» **Provided entries**
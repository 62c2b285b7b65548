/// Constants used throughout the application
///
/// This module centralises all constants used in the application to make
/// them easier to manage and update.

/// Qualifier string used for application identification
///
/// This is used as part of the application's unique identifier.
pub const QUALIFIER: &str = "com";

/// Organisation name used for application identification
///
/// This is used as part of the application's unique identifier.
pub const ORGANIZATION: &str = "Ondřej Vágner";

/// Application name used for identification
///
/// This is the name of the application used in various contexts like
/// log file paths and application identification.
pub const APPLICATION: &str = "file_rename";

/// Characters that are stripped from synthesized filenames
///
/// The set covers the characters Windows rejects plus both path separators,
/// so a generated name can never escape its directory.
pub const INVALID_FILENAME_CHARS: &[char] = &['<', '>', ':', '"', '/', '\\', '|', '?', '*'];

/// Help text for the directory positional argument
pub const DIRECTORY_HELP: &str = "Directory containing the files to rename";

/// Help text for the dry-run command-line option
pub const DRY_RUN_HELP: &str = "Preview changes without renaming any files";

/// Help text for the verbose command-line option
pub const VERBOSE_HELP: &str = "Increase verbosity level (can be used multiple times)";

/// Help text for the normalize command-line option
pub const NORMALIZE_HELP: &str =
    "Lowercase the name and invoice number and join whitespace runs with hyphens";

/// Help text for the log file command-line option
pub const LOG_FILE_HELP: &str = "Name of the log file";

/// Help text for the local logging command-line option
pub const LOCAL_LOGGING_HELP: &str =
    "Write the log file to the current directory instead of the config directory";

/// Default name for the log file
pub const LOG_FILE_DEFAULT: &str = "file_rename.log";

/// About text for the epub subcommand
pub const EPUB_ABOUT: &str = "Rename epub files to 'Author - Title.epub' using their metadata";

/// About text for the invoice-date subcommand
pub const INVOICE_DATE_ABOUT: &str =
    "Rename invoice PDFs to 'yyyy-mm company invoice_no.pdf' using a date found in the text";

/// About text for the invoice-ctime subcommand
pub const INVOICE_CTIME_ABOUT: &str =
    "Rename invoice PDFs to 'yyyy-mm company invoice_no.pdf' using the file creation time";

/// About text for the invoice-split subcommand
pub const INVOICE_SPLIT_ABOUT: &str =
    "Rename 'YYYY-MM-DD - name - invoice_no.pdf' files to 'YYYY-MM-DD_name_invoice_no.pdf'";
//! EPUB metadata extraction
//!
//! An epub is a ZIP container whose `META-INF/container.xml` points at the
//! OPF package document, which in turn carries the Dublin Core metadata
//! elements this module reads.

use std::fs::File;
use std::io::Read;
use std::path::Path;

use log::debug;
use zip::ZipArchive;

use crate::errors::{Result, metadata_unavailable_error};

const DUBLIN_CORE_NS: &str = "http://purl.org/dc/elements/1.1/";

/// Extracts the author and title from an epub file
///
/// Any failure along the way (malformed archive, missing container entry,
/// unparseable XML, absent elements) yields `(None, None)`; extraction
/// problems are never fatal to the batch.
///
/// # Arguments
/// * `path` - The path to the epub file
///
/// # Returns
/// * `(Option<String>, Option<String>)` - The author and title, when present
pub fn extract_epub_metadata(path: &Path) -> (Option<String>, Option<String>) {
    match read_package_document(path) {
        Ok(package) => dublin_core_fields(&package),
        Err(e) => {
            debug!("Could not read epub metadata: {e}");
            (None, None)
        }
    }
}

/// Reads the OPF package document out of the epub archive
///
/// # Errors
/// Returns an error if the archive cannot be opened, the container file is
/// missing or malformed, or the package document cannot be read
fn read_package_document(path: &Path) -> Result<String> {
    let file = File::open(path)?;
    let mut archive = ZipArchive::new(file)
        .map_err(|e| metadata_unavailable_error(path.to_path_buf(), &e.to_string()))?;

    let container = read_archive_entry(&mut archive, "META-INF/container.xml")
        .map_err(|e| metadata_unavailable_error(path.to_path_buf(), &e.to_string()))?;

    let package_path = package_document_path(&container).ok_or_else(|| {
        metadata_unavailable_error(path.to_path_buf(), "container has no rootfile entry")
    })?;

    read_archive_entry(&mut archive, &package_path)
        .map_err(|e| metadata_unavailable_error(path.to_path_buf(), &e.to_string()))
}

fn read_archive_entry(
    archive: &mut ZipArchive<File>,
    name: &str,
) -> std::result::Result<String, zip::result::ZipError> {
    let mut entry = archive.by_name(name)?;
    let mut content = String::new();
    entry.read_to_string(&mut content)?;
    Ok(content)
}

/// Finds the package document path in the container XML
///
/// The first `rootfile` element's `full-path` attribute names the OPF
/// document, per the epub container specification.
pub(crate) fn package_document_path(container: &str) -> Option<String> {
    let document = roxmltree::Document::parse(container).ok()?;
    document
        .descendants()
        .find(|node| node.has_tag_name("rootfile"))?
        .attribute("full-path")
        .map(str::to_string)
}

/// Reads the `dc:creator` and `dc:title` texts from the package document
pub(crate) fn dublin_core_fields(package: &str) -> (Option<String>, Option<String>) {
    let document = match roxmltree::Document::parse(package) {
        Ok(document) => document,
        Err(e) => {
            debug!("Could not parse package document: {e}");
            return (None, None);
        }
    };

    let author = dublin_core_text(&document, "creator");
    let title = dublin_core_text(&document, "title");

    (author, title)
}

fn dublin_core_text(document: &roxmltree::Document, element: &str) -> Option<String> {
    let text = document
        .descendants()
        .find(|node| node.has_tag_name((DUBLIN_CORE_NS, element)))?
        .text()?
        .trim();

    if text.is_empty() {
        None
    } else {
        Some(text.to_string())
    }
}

» **Task requirements**
Reproduce every line from the listing above that holds the word "never".

» **Written answer**
/// so a generated name can never escape its directory.
/// problems are never fatal to the batch.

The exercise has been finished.